● DATA RECORDS:
◆ ◆ ◆

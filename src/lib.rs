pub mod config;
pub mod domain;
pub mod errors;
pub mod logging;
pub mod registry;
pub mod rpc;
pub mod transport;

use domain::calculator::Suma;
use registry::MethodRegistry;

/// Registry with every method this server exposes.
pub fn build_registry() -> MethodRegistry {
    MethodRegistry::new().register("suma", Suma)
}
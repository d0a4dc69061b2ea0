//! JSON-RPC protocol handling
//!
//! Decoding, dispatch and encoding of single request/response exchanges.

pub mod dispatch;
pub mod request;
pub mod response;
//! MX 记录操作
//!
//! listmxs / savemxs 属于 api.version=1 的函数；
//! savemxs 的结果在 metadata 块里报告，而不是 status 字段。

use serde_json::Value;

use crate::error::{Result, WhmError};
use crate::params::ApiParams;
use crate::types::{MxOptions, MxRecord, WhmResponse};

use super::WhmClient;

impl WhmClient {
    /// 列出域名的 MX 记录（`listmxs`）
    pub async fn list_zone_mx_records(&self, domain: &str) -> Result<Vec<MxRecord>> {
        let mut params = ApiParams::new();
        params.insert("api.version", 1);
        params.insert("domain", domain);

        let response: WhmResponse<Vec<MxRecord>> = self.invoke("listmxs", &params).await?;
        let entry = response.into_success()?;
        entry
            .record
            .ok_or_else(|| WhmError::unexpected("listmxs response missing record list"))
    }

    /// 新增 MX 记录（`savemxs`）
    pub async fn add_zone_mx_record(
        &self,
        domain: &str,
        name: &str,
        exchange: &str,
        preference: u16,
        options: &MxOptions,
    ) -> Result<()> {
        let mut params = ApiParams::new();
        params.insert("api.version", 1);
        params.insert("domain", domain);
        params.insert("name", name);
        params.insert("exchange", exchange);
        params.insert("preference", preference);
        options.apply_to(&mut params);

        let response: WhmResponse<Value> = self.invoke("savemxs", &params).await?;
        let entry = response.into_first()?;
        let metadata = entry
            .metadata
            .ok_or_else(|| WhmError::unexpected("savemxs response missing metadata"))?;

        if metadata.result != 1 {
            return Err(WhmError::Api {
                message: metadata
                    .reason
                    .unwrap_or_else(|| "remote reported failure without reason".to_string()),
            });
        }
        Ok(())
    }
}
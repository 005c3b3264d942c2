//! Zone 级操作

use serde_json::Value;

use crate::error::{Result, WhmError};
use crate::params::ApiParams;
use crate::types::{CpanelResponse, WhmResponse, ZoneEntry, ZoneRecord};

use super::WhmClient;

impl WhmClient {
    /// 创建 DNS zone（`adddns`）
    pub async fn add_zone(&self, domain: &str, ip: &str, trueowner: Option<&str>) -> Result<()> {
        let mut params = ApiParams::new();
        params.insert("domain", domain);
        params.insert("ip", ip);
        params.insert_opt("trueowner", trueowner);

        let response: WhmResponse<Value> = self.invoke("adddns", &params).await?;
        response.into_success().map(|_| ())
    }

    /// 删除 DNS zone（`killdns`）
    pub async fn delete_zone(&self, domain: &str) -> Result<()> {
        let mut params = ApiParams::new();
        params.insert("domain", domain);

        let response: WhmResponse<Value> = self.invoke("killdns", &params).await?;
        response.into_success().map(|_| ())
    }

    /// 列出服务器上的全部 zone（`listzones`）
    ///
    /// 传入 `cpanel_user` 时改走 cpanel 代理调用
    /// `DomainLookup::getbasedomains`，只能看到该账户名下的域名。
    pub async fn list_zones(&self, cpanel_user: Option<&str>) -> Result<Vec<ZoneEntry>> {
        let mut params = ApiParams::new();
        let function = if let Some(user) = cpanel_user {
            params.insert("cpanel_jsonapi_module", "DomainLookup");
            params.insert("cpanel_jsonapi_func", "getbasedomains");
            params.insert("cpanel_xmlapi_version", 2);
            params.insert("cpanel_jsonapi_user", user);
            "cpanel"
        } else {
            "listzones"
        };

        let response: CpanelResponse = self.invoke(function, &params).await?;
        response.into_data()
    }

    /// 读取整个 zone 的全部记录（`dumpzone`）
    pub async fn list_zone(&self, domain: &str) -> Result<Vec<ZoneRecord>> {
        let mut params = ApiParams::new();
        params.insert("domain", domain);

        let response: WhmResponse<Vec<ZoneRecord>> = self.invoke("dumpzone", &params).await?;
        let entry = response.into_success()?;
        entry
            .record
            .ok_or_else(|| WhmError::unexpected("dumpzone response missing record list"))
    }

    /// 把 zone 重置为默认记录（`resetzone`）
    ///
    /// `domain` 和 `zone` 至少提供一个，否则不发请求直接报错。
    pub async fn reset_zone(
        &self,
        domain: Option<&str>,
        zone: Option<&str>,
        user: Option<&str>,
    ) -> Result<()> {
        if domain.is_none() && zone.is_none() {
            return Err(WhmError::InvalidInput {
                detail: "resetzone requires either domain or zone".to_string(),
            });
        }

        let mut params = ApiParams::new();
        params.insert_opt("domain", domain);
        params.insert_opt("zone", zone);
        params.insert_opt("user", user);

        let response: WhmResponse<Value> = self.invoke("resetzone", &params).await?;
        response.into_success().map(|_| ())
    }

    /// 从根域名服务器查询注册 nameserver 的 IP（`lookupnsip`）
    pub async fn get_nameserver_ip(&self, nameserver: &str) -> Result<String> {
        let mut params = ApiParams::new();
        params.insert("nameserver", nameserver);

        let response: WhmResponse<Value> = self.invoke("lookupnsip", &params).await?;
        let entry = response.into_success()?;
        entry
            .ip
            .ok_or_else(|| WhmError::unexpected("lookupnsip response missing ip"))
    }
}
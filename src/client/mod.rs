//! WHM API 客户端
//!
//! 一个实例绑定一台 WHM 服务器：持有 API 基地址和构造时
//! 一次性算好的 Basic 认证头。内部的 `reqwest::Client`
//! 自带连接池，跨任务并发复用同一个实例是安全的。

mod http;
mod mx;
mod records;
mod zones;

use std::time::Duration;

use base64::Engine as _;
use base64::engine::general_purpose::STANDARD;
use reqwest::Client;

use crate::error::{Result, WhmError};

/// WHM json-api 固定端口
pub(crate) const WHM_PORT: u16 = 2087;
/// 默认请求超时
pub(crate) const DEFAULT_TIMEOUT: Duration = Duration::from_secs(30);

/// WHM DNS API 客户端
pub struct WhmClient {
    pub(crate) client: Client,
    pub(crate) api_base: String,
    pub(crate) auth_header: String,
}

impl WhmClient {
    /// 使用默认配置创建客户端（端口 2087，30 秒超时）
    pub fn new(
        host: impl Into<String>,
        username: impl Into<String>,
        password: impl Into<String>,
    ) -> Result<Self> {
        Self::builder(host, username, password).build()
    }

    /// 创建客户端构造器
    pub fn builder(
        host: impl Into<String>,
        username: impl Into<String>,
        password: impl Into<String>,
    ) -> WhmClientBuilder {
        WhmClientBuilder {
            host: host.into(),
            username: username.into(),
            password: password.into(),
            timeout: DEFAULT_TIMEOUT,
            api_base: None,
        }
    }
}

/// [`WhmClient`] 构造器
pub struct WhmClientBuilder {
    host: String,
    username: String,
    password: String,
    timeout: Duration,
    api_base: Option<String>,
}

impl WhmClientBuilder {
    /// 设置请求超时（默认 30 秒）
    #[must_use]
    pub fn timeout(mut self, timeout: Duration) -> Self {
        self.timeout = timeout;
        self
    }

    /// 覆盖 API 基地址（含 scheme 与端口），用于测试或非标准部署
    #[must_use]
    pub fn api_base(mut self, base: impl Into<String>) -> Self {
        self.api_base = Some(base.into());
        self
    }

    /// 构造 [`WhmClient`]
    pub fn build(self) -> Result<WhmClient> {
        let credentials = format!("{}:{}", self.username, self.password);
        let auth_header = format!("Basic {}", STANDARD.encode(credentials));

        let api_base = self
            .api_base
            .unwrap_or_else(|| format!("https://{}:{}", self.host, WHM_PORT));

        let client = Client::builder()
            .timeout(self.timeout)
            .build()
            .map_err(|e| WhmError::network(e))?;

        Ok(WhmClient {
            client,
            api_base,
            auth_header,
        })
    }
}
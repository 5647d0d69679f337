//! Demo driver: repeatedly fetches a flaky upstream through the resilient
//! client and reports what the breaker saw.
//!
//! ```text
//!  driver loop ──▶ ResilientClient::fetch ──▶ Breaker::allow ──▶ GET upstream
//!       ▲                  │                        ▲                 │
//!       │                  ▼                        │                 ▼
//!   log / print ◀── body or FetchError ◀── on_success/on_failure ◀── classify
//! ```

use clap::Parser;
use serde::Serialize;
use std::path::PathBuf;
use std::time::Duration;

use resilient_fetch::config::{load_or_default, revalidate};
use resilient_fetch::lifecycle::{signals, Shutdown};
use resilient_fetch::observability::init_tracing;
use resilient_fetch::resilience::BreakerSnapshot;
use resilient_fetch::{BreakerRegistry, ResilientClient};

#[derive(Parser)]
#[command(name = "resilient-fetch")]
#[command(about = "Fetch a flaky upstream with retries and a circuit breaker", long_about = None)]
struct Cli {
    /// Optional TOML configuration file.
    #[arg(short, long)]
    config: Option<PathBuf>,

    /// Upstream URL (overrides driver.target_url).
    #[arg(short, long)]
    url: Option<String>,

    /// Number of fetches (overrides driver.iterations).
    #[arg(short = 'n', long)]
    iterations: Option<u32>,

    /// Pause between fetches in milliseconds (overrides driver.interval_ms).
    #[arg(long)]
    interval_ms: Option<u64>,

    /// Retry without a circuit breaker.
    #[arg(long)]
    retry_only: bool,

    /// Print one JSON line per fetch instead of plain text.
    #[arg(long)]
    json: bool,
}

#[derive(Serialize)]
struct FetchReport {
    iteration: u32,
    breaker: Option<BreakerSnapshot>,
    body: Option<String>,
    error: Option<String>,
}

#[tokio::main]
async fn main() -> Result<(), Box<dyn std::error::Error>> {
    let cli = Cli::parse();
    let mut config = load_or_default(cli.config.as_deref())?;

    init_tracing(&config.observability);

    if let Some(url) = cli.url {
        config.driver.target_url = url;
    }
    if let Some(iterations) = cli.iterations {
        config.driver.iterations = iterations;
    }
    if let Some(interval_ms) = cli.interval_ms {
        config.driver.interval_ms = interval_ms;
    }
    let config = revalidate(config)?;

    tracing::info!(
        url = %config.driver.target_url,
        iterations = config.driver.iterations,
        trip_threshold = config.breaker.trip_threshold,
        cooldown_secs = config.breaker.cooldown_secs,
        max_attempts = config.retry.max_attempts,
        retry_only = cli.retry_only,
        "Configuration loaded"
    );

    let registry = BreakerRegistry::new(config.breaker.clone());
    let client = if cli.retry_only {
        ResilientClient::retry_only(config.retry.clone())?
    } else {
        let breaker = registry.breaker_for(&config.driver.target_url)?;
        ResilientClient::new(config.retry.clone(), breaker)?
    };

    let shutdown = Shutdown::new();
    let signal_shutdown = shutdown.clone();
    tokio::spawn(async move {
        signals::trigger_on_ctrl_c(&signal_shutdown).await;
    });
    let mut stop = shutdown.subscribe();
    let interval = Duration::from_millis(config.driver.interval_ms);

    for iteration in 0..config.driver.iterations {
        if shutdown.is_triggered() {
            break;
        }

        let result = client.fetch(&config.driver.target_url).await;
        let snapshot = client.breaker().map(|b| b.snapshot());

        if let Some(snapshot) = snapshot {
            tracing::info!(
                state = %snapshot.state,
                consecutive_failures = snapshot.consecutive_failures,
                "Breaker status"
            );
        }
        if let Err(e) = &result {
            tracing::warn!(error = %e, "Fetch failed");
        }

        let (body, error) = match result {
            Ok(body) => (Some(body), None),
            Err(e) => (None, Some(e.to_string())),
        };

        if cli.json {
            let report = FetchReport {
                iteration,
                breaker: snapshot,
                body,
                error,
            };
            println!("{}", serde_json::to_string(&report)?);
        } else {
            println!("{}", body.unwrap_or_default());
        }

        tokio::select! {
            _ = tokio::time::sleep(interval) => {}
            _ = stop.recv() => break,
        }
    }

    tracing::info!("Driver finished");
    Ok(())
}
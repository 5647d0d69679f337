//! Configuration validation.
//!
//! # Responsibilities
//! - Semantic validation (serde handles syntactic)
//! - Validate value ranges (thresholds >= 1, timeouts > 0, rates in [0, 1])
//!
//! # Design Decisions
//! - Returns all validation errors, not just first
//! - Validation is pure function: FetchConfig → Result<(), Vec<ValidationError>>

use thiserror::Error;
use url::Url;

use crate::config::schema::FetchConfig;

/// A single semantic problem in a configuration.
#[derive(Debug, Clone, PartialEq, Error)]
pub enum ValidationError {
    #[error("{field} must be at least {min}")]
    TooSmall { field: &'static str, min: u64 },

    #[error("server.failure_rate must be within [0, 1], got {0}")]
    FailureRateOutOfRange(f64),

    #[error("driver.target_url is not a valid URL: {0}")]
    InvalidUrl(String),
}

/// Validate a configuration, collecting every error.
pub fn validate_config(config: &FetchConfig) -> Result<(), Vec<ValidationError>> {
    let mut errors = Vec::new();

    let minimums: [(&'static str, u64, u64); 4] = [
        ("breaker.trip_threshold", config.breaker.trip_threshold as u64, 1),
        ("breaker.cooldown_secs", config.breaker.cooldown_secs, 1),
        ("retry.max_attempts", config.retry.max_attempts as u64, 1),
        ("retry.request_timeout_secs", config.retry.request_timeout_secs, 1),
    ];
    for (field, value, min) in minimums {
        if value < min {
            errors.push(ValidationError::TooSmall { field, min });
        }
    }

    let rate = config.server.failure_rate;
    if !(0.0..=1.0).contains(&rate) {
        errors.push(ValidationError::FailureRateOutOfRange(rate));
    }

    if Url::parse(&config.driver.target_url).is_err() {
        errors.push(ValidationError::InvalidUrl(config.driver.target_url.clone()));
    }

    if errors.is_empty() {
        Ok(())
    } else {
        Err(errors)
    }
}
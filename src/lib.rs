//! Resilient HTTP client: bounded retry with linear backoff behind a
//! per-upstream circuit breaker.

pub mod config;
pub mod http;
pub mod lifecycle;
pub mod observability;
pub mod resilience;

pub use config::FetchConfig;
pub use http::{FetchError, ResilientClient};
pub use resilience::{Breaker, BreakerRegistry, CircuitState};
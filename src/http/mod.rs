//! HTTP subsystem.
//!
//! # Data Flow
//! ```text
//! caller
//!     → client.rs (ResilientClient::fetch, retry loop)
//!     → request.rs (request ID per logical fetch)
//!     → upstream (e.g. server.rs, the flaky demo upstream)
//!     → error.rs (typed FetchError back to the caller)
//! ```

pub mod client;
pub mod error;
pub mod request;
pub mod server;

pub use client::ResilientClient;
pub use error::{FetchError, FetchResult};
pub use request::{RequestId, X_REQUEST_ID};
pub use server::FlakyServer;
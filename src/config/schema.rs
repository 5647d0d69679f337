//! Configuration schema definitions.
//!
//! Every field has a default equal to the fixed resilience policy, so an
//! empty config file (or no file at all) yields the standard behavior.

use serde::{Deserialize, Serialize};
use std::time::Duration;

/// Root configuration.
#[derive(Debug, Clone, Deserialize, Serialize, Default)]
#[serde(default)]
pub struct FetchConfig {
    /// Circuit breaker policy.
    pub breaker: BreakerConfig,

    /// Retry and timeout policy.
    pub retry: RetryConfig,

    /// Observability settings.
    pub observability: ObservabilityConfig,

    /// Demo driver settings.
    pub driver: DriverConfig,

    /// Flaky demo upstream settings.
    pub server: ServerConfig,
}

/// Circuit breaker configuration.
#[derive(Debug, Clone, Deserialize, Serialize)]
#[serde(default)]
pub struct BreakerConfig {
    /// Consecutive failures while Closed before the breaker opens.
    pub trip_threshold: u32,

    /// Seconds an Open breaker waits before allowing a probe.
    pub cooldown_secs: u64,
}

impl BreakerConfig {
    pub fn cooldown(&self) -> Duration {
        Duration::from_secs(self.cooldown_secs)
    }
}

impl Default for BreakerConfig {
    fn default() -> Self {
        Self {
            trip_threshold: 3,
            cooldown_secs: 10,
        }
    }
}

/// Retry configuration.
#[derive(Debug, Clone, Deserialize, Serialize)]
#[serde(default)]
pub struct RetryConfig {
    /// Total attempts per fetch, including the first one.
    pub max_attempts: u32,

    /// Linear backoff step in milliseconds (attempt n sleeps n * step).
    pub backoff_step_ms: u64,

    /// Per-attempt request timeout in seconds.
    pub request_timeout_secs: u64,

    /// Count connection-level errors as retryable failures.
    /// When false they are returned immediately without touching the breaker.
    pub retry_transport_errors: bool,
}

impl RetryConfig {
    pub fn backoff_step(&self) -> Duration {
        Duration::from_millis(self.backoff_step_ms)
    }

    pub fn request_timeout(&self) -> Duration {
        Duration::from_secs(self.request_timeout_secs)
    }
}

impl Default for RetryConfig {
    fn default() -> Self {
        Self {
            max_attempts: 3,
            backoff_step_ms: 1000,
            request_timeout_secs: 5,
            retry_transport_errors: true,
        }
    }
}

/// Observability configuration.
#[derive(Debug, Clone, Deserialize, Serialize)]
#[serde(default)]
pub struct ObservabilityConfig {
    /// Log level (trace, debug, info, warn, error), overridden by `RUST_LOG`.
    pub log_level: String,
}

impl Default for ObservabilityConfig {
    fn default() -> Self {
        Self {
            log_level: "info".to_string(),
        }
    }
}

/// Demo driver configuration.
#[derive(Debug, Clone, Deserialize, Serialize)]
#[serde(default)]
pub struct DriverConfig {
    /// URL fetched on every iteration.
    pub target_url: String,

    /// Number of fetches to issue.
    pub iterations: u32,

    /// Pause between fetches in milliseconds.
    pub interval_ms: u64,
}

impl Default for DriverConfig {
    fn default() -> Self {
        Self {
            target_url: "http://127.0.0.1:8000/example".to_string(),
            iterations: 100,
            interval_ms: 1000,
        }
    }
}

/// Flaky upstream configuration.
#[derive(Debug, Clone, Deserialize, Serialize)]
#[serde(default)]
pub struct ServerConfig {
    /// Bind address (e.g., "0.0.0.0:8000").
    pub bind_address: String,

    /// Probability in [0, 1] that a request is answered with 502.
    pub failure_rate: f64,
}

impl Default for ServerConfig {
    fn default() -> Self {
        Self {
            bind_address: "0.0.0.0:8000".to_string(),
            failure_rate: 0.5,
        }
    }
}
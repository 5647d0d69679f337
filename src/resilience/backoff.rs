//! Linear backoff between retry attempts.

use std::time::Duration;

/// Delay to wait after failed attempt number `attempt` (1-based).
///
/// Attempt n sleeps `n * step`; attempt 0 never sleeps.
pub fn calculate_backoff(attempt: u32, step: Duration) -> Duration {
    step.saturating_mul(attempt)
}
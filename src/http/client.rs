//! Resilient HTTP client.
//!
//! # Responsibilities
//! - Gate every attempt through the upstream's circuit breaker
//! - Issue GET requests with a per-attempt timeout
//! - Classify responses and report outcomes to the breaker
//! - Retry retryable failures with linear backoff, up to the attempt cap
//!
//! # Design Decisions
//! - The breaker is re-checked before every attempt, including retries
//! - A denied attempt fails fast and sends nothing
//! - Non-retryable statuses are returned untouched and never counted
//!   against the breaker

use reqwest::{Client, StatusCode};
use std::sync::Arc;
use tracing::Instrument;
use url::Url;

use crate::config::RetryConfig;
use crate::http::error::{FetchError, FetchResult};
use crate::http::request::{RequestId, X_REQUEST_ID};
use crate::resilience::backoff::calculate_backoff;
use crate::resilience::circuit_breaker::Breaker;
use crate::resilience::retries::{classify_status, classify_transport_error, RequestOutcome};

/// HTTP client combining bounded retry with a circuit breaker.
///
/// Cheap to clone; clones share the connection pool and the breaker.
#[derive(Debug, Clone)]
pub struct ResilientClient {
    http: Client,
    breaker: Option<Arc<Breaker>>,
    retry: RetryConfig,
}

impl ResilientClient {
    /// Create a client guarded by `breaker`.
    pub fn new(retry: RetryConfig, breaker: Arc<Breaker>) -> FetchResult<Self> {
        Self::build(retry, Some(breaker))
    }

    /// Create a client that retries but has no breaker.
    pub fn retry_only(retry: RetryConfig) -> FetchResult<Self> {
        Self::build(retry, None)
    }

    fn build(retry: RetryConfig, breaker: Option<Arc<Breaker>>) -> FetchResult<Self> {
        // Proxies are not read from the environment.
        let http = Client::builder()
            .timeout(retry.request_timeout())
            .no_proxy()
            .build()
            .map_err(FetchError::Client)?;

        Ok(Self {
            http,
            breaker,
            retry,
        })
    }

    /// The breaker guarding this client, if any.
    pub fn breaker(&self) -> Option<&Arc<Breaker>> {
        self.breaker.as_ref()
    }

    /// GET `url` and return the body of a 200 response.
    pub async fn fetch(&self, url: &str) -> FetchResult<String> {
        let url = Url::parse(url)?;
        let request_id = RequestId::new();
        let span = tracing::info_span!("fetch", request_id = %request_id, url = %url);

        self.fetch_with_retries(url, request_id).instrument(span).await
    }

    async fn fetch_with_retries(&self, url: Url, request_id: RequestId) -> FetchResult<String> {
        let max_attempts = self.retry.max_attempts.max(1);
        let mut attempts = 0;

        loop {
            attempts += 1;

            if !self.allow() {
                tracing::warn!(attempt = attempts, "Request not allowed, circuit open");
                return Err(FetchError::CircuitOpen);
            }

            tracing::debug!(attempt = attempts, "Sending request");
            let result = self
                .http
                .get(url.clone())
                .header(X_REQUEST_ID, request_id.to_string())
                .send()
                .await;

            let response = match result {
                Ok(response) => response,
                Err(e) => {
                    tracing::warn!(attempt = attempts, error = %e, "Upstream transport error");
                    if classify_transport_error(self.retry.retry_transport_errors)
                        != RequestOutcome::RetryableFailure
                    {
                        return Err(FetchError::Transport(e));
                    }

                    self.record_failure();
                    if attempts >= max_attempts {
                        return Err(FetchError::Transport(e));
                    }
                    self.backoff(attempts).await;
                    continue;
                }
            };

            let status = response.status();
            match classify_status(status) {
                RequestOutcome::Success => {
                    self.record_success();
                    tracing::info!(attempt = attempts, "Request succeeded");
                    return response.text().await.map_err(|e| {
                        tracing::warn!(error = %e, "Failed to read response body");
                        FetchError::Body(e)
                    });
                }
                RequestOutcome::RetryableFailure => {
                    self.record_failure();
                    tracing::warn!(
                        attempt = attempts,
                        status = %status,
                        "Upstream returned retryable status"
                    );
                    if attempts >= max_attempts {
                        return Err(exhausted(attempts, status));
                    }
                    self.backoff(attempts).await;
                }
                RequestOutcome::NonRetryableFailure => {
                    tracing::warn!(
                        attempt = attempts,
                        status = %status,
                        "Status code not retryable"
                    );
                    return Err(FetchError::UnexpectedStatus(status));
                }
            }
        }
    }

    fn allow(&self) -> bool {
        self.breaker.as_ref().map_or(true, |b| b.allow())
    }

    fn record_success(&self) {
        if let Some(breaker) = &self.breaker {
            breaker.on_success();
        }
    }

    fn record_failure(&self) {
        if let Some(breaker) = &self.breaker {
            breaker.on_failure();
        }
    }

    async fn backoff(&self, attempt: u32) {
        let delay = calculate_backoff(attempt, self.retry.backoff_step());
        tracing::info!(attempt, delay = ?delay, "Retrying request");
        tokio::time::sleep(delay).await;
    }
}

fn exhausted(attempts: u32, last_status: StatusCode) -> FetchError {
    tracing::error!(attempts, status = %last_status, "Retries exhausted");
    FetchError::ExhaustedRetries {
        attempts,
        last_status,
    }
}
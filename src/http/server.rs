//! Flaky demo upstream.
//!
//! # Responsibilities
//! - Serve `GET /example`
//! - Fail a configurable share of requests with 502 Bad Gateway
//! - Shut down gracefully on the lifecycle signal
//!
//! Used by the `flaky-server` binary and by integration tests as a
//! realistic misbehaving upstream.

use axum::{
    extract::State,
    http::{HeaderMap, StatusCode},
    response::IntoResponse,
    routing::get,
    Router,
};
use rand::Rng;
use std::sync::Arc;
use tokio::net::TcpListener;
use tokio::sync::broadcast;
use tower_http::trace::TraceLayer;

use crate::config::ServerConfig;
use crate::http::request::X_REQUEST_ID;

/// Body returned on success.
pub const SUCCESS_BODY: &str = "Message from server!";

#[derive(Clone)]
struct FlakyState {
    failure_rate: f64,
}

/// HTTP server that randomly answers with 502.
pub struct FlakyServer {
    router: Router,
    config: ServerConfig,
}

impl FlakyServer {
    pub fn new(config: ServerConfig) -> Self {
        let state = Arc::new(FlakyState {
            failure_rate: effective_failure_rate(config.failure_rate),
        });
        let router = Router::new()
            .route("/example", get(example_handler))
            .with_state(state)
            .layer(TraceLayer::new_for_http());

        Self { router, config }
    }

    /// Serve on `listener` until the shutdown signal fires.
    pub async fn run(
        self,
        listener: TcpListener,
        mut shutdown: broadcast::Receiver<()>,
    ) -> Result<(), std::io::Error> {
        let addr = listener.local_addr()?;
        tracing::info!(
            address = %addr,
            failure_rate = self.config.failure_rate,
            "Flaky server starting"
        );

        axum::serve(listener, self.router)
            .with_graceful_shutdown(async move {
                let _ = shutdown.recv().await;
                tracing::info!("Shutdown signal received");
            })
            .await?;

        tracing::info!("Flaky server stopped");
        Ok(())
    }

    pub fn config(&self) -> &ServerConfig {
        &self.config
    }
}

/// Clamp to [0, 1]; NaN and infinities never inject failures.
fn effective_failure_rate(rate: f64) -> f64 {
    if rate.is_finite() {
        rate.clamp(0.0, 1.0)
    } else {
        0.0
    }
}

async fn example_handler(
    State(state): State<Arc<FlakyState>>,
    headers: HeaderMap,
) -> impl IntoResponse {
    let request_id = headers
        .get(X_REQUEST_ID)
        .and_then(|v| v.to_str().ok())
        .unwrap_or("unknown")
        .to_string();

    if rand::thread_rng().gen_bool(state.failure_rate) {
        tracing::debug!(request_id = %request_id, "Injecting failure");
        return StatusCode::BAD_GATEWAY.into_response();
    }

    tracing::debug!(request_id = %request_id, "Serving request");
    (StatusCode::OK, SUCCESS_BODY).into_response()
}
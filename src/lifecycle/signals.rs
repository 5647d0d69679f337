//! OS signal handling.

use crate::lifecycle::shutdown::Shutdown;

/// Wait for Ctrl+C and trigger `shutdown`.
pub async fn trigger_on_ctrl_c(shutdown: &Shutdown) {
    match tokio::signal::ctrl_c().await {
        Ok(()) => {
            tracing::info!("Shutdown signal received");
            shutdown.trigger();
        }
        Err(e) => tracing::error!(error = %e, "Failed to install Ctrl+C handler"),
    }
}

◆ ◆ ◆

● TASK DIRECTIONS:
Provide only the number of lines above that contain the word "through".

● SOLVED PROBLEM:
2